#### Exercise aim
Starting at the top of the entries below, set down every line exactly, please, until you reach the line with "pub use fastq_writer::append_fastq_record;", which is included too.
:: Records for this exercise
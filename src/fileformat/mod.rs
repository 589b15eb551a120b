pub mod fastq;
pub mod fastq_writer;

pub use fastq::list_fastq_files;
pub use fastq::open_fastq;
pub use fastq::FastqRecord;
pub use fastq::ParsedRecord;

pub use fastq_writer::append_fastq_record;
pub use fastq_writer::FastqSink;
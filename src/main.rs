use std::process::ExitCode;

use clap::Parser;
use cellmatch::runtime::{self, Commands, LogLevel};

#[derive(Parser)]
#[command(version, about)]
struct Cli {
    /// Log level: trace, debug, info, warn, error or off. RUST_LOG takes precedence
    #[arg(long = "log-level", global = true, default_value = "info")]
    log_level: LogLevel,

    #[command(subcommand)]
    command: Commands,
}

fn main() -> ExitCode {
    let cli = Cli::parse();
    runtime::setup_global_logger(cli.log_level);

    let result = match cli.command {
        Commands::Demux(mut cmd) => cmd.try_execute(),
    };

    if let Err(e) = result {
        eprintln!("Error: {:?}", e);
        return ExitCode::FAILURE;
    }
    ExitCode::SUCCESS
}
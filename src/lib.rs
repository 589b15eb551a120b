pub mod barcode;
pub mod command;
pub mod fileformat;
pub mod runtime;

pub use command::demultiplex;
pub use command::demultiplex_with_observer;
pub use command::DemuxObserver;
pub use command::DemuxParams;
pub use command::RunSummary;
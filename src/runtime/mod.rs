mod commands;
mod error;
mod log;

pub use commands::Commands;
pub use error::Error;
pub use self::log::*;
impl LocateContext {
    pub fn new() -> LocateContext {
        LocateContext::default()
    }
}

///////////////////////////////
/// The set of known cell barcodes, indexed for exact and approximate lookup.
///
/// Built once per run and read-only afterwards, so it can be shared between threads freely.
/// The fuzzy stage keeps one bit-parallel Myers matcher per barcode, which limits barcodes to
/// 64 bases
#[derive(Clone, Debug)]
pub struct BarcodeWhitelist {
    barcodes: Vec<Vec<u8>>,
    exact: FxHashMap<Vec<u8>, u32>,
    matchers: Vec<Myers<u64>>,
    seeds: Option<SeedIndex>,
    bc_len: usize,
    max_dist: usize,
    ambiguity: AmbiguityPolicy,
}

impl BarcodeWhitelist {
    ///////////////////////////////
    /// Index a list of unique, equal-length ACGT barcodes
    pub fn new(barcodes: Vec<Vec<u8>>, max_dist: usize) -> anyhow::Result<BarcodeWhitelist> {
        let bc_len = match barcodes.first() {
            Some(bc) => bc.len(),
            None => anyhow::bail!("Cannot build a barcode index without barcodes"),
        };
        if bc_len > MAX_BARCODE_LEN {
            anyhow::bail!(
                "Barcodes of length {} are not supported, at most {} bases",
                bc_len,
                MAX_BARCODE_LEN
            );
        }

        let mut exact: FxHashMap<Vec<u8>, u32> = FxHashMap::default();
        exact.reserve(barcodes.len());
        for (i, bc) in barcodes.iter().enumerate() {
            if bc.len() != bc_len {
                anyhow::bail!(
                    "Barcode {} has length {}, expected {}",
                    String::from_utf8_lossy(bc),
                    bc.len(),
                    bc_len
                );
            }
            if !is_acgt(bc) {
                anyhow::bail!("Barcode {} contains bases other than ACGT", String::from_utf8_lossy(bc));
            }
            if exact.insert(bc.clone(), i as u32).is_some() {
                anyhow::bail!("Barcode {} is listed twice", String::from_utf8_lossy(bc));
            }
        }

        //Exact-only runs never align
        let matchers = if max_dist > 0 {
            barcodes.iter().map(|bc| Myers::<u64>::new(bc.as_slice())).collect()
        } else {
            Vec::new()
        };

        let seeds = SeedIndex::build(&barcodes, bc_len, max_dist);
        match &seeds {
            Some(s) => debug!(
                "Seed index: {} distinct seeds of length {}",
                s.num_seeds(),
                s.seed_len()
            ),
            None => debug!("Barcodes too short for a seed index; all barcodes will be aligned"),
        }

        Ok(BarcodeWhitelist {
            barcodes,
            exact,
            matchers,
            seeds,
            bc_len,
            max_dist,
            ambiguity: AmbiguityPolicy::Report,
        })
    }

    pub fn with_ambiguity(mut self, ambiguity: AmbiguityPolicy) -> BarcodeWhitelist {
        self.ambiguity = ambiguity;
        self
    }

    ///////////////////////////////
    /// Drop the seed prefilter, so that every barcode is aligned against the whole window
    pub fn without_seed_index(mut self) -> BarcodeWhitelist {
        self.seeds = None;
        self
    }

    ///////////////////////////////
    /// Load and index the barcodes of a reference CSV file
    pub fn from_csv(path: &Path, max_dist: usize) -> anyhow::Result<BarcodeWhitelist> {
        let barcodes = read_barcode_csv(path)?;
        info!(
            "Loaded {} reference barcodes of length {} from {}",
            barcodes.len(),
            barcodes[0].len(),
            path.display()
        );
        BarcodeWhitelist::new(barcodes, max_dist)
    }

    pub fn len(&self) -> usize {
        self.barcodes.len()
    }

    pub fn is_empty(&self) -> bool {
        self.barcodes.is_empty()
    }

    pub fn bc_len(&self) -> usize {
        self.bc_len
    }

    pub fn max_dist(&self) -> usize {
        self.max_dist
    }

    pub fn ambiguity(&self) -> AmbiguityPolicy {
        self.ambiguity
    }

    pub fn barcode(&self, idx: u32) -> &[u8] {
        &self.barcodes[idx as usize]
    }

    pub fn barcodes(&self) -> &[Vec<u8>] {
        &self.barcodes
    }

    ///////////////////////////////
    /// Find the reference barcode best matching some substring of `window`.
    ///
    /// Substrings of length `L ± max_dist` anywhere in the window are considered. The barcode with the
    /// smallest edit distance wins if it is the only one at that distance; several barcodes at the
    /// minimum give Ambiguous (or the first of them, under `AmbiguityPolicy::FirstHit`).
    pub fn locate(&self, window: &[u8], ctx: &mut LocateContext) -> LocateResult {
        let l = self.bc_len;

        //Exact stage: hash every L-mer
        ctx.exact_hits.clear();
        if window.len() >= l {
            for start in 0..=(window.len() - l) {
                if let Some(&idx) = self.exact.get(&window[start..start + l]) {
                    if !ctx.exact_hits.iter().any(|h| h.barcode_idx == idx) {
                        ctx.exact_hits.push(WindowMatch {
                            barcode_idx: idx,
                            edit_distance: 0,
                            start,
                            end: start + l,
                        });
                    }
                }
            }
        }
        if !ctx.exact_hits.is_empty() {
            return self.resolve(&ctx.exact_hits);
        }
        if self.max_dist == 0 {
            return LocateResult::NoMatch;
        }

        //Fuzzy stage
        match &self.seeds {
            Some(seeds) => seeds.candidates(window, &mut ctx.candidates),
            None => {
                ctx.candidates.clear();
                ctx.candidates.extend((0..self.barcodes.len() as u32).map(|barcode_idx| CandidateRegion {
                    barcode_idx,
                    from: 0,
                    to: window.len(),
                }));
            }
        }

        ctx.ties.clear();
        let mut best_dist = self.max_dist.min(self.bc_len) as u32;
        for regions in ctx.candidates.chunk_by(|a, b| a.barcode_idx == b.barcode_idx) {
            if let Some(m) = self.best_placement(window, regions, best_dist) {
                if ctx.ties.is_empty() || m.edit_distance < best_dist {
                    ctx.ties.clear();
                    best_dist = m.edit_distance;
                }
                ctx.ties.push(m);
            }
        }
        self.resolve(&ctx.ties)
    }

    ///////////////////////////////
    /// Pick among the barcodes sharing the best distance
    fn resolve(&self, hits: &[WindowMatch]) -> LocateResult {
        match hits {
            [] => LocateResult::NoMatch,
            [only] => LocateResult::Match(*only),
            _ => match self.ambiguity {
                AmbiguityPolicy::Report => LocateResult::Ambiguous {
                    edit_distance: hits[0].edit_distance,
                    n_candidates: hits.len(),
                },
                AmbiguityPolicy::FirstHit => {
                    let first = hits.iter().min_by_key(|h| h.barcode_idx).copied();
                    first.map_or(LocateResult::NoMatch, LocateResult::Match)
                }
            },
        }
    }

    ///////////////////////////////
    /// Best placement of one barcode in the given regions of the window, within `budget` edits.
    ///
    /// Placements are ranked by distance, then by how close their length is to L, then by start.
    /// Myers yields the ends of the best placements; the start at each end is then recovered by
    /// scoring the lengths `L ± distance` that end there
    fn best_placement(&self, window: &[u8], regions: &[CandidateRegion], budget: u32) -> Option<WindowMatch> {
        let barcode_idx = regions.first()?.barcode_idx;
        let matcher = &self.matchers[barcode_idx as usize];
        let bc = &self.barcodes[barcode_idx as usize];

        //(distance, length difference to L, start, length)
        let mut best: Option<(u32, usize, usize, usize)> = None;
        for region in regions {
            let budget = best.map_or(budget, |b| b.0);
            let ends = matcher
                .find_all_end(&window[region.from..region.to], budget as u8)
                .min_set_by_key(|&(_, dist)| dist);
            for (end, dist) in ends {
                let end = region.from + end + 1;
                if let Some(key) = placement_ending_at(bc, window, end, dist as u32) {
                    if best.map_or(true, |b| key < b) {
                        best = Some(key);
                    }
                }
            }
        }

        best.map(|(d, _, start, len)| WindowMatch {
            barcode_idx,
            edit_distance: d,
            start,
            end: start + len,
        })
    }
}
::::
#### Output below
filename src/fileformat/mod.rs
repository 589b15eb551a120b
pub mod fastq;
pub mod fastq_writer;

pub use fastq::list_fastq_files;
pub use fastq::open_fastq;
pub use fastq::FastqRecord;
pub use fastq::ParsedRecord;

pub use fastq_writer::append_fastq_record;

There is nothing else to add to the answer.